* DATA TO USE
_ _ _ _ _ _ _
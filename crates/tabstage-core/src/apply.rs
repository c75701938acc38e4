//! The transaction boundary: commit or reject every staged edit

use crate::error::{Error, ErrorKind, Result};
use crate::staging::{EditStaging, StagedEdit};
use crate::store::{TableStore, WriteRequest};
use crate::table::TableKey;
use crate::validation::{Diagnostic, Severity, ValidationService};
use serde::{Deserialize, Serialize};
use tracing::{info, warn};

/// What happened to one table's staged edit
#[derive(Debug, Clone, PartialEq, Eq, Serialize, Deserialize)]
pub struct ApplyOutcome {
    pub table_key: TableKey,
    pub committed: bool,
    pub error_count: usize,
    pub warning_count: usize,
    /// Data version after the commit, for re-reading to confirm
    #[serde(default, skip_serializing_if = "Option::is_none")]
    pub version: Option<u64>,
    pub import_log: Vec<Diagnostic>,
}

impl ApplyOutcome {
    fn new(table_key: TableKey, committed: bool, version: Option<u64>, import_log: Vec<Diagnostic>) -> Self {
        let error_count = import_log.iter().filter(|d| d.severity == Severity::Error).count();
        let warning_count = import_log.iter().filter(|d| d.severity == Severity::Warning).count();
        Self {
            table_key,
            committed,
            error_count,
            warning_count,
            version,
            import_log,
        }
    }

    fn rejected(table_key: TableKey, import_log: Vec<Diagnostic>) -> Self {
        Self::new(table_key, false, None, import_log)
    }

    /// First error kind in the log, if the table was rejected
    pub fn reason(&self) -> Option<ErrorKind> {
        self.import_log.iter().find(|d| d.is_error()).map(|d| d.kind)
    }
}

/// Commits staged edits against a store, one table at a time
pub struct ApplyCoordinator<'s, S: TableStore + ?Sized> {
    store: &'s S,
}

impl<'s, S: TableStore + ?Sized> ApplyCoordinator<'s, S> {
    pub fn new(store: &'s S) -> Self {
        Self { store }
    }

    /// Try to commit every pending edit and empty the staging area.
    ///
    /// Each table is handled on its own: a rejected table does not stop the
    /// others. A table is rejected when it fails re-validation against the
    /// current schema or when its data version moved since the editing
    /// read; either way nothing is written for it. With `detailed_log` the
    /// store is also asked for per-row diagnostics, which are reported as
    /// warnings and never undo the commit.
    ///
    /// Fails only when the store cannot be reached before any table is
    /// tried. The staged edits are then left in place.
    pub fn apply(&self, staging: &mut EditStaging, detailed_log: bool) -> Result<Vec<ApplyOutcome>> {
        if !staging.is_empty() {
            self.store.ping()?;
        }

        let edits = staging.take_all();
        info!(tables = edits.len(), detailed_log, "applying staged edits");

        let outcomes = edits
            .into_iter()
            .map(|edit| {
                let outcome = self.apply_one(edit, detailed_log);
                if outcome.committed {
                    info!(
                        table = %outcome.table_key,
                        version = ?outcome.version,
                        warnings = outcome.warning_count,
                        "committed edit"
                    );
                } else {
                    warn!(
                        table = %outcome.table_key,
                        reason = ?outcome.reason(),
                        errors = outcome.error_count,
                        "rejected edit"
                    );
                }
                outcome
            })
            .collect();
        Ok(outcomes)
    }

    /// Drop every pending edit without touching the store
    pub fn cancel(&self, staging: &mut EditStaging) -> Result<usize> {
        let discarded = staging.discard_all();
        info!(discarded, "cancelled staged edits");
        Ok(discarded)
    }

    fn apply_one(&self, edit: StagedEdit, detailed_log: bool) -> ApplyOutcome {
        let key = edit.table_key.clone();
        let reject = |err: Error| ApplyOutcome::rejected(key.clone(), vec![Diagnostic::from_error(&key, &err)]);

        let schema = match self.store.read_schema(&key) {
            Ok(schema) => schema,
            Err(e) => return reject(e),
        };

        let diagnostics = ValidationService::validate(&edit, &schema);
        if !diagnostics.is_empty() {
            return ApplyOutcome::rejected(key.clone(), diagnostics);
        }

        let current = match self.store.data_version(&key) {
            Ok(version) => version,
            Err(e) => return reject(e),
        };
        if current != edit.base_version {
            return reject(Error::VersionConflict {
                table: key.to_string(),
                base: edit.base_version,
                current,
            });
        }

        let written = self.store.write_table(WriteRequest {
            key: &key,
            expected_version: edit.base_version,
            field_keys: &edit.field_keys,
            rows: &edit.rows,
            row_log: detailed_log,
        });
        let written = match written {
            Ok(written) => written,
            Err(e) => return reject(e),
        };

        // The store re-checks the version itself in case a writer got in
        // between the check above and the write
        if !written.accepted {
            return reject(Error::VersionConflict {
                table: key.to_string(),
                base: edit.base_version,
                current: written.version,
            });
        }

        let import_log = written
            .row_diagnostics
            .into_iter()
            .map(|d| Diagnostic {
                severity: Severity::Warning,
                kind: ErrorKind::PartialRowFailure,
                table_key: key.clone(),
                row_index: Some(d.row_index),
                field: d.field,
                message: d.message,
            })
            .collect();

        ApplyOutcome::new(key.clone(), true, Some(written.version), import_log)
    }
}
_ _ _ _ _ _ _
Look through the entries above. Copy each line in which the string "usize" occurs.

    pub error_count: usize,
    pub warning_count: usize,
    pub fn cancel(&self, staging: &mut EditStaging) -> Result<usize> {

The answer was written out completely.